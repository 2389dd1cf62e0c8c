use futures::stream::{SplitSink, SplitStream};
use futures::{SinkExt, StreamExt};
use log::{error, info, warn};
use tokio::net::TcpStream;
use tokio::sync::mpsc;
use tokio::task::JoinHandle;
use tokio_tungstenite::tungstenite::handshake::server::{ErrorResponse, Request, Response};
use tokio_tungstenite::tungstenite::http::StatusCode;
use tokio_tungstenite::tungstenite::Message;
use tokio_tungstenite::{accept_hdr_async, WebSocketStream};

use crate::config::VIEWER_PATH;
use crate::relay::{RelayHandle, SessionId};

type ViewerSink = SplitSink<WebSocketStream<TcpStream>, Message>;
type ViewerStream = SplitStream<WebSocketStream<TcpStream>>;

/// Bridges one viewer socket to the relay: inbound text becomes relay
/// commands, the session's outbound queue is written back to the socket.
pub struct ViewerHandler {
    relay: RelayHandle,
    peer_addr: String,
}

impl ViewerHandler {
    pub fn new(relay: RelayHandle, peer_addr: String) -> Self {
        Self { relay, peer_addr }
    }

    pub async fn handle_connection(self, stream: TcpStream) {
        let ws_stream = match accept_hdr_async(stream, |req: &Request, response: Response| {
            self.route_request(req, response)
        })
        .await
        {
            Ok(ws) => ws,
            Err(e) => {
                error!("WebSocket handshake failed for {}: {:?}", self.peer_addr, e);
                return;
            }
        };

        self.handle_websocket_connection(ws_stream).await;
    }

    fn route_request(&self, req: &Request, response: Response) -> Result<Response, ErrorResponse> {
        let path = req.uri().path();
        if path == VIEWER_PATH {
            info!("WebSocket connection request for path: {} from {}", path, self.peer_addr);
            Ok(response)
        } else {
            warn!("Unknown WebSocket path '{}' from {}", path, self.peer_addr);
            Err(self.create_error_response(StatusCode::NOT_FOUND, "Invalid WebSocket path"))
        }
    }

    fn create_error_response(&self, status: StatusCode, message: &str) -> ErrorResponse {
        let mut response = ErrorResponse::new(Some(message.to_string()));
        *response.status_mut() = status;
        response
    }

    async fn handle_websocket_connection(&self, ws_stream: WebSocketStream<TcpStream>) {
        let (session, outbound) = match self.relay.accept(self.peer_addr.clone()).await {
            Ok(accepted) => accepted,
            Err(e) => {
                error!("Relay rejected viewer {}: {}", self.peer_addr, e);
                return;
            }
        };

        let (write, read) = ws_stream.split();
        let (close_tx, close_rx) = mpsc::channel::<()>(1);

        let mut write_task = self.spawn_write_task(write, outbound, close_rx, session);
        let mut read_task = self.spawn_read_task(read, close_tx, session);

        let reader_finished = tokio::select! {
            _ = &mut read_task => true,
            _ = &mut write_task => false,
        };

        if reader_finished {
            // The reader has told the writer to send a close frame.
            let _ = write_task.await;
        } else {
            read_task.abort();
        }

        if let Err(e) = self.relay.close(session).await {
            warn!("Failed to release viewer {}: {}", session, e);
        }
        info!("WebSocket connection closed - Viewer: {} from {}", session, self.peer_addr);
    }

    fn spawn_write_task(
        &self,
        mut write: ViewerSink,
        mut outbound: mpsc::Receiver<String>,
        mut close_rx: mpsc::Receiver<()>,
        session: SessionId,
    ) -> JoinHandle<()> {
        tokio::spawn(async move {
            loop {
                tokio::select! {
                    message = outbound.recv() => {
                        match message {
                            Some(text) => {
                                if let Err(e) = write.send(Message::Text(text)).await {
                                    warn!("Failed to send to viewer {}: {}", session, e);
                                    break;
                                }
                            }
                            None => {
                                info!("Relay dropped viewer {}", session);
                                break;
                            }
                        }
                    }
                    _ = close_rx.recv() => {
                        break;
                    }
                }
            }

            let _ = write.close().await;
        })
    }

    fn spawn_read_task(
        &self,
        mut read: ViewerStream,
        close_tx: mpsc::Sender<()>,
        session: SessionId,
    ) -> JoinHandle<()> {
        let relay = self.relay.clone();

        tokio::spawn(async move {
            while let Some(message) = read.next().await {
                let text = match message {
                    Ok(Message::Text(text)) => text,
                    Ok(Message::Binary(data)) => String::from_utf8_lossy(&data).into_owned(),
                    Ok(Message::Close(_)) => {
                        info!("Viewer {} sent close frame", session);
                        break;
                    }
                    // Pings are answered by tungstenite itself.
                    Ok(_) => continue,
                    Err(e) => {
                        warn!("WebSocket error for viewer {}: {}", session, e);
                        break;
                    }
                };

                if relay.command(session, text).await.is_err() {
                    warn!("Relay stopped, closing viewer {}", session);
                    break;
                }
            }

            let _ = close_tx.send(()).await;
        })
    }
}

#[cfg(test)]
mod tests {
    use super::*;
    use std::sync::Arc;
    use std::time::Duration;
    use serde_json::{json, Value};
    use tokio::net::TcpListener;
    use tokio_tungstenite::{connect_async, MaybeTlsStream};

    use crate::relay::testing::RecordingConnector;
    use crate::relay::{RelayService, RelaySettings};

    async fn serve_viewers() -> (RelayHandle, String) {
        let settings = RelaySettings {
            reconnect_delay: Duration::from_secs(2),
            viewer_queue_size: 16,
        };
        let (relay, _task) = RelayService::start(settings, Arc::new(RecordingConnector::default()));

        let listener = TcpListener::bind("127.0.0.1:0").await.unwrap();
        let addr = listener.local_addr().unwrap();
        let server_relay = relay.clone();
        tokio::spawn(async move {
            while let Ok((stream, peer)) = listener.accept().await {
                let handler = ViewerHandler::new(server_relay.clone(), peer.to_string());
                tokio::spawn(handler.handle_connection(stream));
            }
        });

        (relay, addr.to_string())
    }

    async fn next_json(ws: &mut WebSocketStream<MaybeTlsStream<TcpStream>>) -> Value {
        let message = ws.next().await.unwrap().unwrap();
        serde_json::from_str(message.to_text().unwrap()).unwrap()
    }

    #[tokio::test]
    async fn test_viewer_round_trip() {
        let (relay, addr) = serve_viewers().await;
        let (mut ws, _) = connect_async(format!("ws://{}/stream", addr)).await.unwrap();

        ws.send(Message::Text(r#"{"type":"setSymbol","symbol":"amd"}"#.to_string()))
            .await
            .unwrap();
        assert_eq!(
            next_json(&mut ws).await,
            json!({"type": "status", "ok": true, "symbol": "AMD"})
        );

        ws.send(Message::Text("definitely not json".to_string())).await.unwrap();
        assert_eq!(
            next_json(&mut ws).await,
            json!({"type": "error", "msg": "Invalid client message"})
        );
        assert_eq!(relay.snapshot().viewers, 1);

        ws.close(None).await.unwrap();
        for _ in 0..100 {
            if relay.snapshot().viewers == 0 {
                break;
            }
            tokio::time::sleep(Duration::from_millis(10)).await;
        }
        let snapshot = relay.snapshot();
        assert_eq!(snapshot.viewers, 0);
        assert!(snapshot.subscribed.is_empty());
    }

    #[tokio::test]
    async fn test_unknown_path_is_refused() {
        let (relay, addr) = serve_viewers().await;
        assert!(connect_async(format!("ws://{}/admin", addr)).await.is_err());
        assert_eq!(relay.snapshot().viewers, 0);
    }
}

- **EXERCISE INSTRUCTIONS**
All of the material must be written out again exactly.

- **EXPECTED ANSWER**
repository 2389dd1cf62e0c8c
use futures::stream::{SplitSink, SplitStream};
use futures::{SinkExt, StreamExt};
use log::{error, info, warn};
use tokio::net::TcpStream;
use tokio::sync::mpsc;
use tokio::task::JoinHandle;
use tokio_tungstenite::tungstenite::handshake::server::{ErrorResponse, Request, Response};
use tokio_tungstenite::tungstenite::http::StatusCode;
use tokio_tungstenite::tungstenite::Message;
use tokio_tungstenite::{accept_hdr_async, WebSocketStream};

use crate::config::VIEWER_PATH;
use crate::relay::{RelayHandle, SessionId};

type ViewerSink = SplitSink<WebSocketStream<TcpStream>, Message>;
type ViewerStream = SplitStream<WebSocketStream<TcpStream>>;

/// Bridges one viewer socket to the relay: inbound text becomes relay
/// commands, the session's outbound queue is written back to the socket.
pub struct ViewerHandler {
    relay: RelayHandle,
    peer_addr: String,
}

impl ViewerHandler {
    pub fn new(relay: RelayHandle, peer_addr: String) -> Self {
        Self { relay, peer_addr }
    }

    pub async fn handle_connection(self, stream: TcpStream) {
        let ws_stream = match accept_hdr_async(stream, |req: &Request, response: Response| {
            self.route_request(req, response)
        })
        .await
        {
            Ok(ws) => ws,
            Err(e) => {
                error!("WebSocket handshake failed for {}: {:?}", self.peer_addr, e);
                return;
            }
        };

        self.handle_websocket_connection(ws_stream).await;
    }

    fn route_request(&self, req: &Request, response: Response) -> Result<Response, ErrorResponse> {
        let path = req.uri().path();
        if path == VIEWER_PATH {
            info!("WebSocket connection request for path: {} from {}", path, self.peer_addr);
            Ok(response)
        } else {
            warn!("Unknown WebSocket path '{}' from {}", path, self.peer_addr);
            Err(self.create_error_response(StatusCode::NOT_FOUND, "Invalid WebSocket path"))
        }
    }

    fn create_error_response(&self, status: StatusCode, message: &str) -> ErrorResponse {
        let mut response = ErrorResponse::new(Some(message.to_string()));
        *response.status_mut() = status;
        response
    }

    async fn handle_websocket_connection(&self, ws_stream: WebSocketStream<TcpStream>) {
        let (session, outbound) = match self.relay.accept(self.peer_addr.clone()).await {
            Ok(accepted) => accepted,
            Err(e) => {
                error!("Relay rejected viewer {}: {}", self.peer_addr, e);
                return;
            }
        };

        let (write, read) = ws_stream.split();
        let (close_tx, close_rx) = mpsc::channel::<()>(1);

        let mut write_task = self.spawn_write_task(write, outbound, close_rx, session);
        let mut read_task = self.spawn_read_task(read, close_tx, session);

        let reader_finished = tokio::select! {
            _ = &mut read_task => true,
            _ = &mut write_task => false,
        };

        if reader_finished {
            // The reader has told the writer to send a close frame.
            let _ = write_task.await;
        } else {
            read_task.abort();
        }

        if let Err(e) = self.relay.close(session).await {
            warn!("Failed to release viewer {}: {}", session, e);
        }
        info!("WebSocket connection closed - Viewer: {} from {}", session, self.peer_addr);
    }

    fn spawn_write_task(
        &self,
        mut write: ViewerSink,
        mut outbound: mpsc::Receiver<String>,
        mut close_rx: mpsc::Receiver<()>,
        session: SessionId,
    ) -> JoinHandle<()> {
        tokio::spawn(async move {
            loop {
                tokio::select! {
                    message = outbound.recv() => {
                        match message {
                            Some(text) => {
                                if let Err(e) = write.send(Message::Text(text)).await {
                                    warn!("Failed to send to viewer {}: {}", session, e);
                                    break;
                                }
                            }
                            None => {
                                info!("Relay dropped viewer {}", session);
                                break;
                            }
                        }
                    }
                    _ = close_rx.recv() => {
                        break;
                    }
                }
            }

            let _ = write.close().await;
        })
    }

    fn spawn_read_task(
        &self,
        mut read: ViewerStream,
        close_tx: mpsc::Sender<()>,
        session: SessionId,
    ) -> JoinHandle<()> {
        let relay = self.relay.clone();

        tokio::spawn(async move {
            while let Some(message) = read.next().await {
                let text = match message {
                    Ok(Message::Text(text)) => text,
                    Ok(Message::Binary(data)) => String::from_utf8_lossy(&data).into_owned(),
                    Ok(Message::Close(_)) => {
                        info!("Viewer {} sent close frame", session);
                        break;
                    }
                    // Pings are answered by tungstenite itself.
                    Ok(_) => continue,
                    Err(e) => {
                        warn!("WebSocket error for viewer {}: {}", session, e);
                        break;
                    }
                };

                if relay.command(session, text).await.is_err() {
                    warn!("Relay stopped, closing viewer {}", session);
                    break;
                }
            }

            let _ = close_tx.send(()).await;
        })
    }
}

#[cfg(test)]
mod tests {
    use super::*;
    use std::sync::Arc;
    use std::time::Duration;
    use serde_json::{json, Value};
    use tokio::net::TcpListener;
    use tokio_tungstenite::{connect_async, MaybeTlsStream};

    use crate::relay::testing::RecordingConnector;
    use crate::relay::{RelayService, RelaySettings};

    async fn serve_viewers() -> (RelayHandle, String) {
        let settings = RelaySettings {
            reconnect_delay: Duration::from_secs(2),
            viewer_queue_size: 16,
        };
        let (relay, _task) = RelayService::start(settings, Arc::new(RecordingConnector::default()));

        let listener = TcpListener::bind("127.0.0.1:0").await.unwrap();
        let addr = listener.local_addr().unwrap();
        let server_relay = relay.clone();
        tokio::spawn(async move {
            while let Ok((stream, peer)) = listener.accept().await {
                let handler = ViewerHandler::new(server_relay.clone(), peer.to_string());
                tokio::spawn(handler.handle_connection(stream));
            }
        });

        (relay, addr.to_string())
    }

    async fn next_json(ws: &mut WebSocketStream<MaybeTlsStream<TcpStream>>) -> Value {
        let message = ws.next().await.unwrap().unwrap();
        serde_json::from_str(message.to_text().unwrap()).unwrap()
    }

    #[tokio::test]
    async fn test_viewer_round_trip() {
        let (relay, addr) = serve_viewers().await;
        let (mut ws, _) = connect_async(format!("ws://{}/stream", addr)).await.unwrap();

        ws.send(Message::Text(r#"{"type":"setSymbol","symbol":"amd"}"#.to_string()))
            .await
            .unwrap();
        assert_eq!(
            next_json(&mut ws).await,
            json!({"type": "status", "ok": true, "symbol": "AMD"})
        );

        ws.send(Message::Text("definitely not json".to_string())).await.unwrap();
        assert_eq!(
            next_json(&mut ws).await,
            json!({"type": "error", "msg": "Invalid client message"})
        );
        assert_eq!(relay.snapshot().viewers, 1);

        ws.close(None).await.unwrap();
        for _ in 0..100 {
            if relay.snapshot().viewers == 0 {
                break;
            }
            tokio::time::sleep(Duration::from_millis(10)).await;
        }
        let snapshot = relay.snapshot();
        assert_eq!(snapshot.viewers, 0);
        assert!(snapshot.subscribed.is_empty());
    }

    #[tokio::test]
    async fn test_unknown_path_is_refused() {
        let (relay, addr) = serve_viewers().await;
        assert!(connect_async(format!("ws://{}/admin", addr)).await.is_err());
        assert_eq!(relay.snapshot().viewers, 0);
    }
}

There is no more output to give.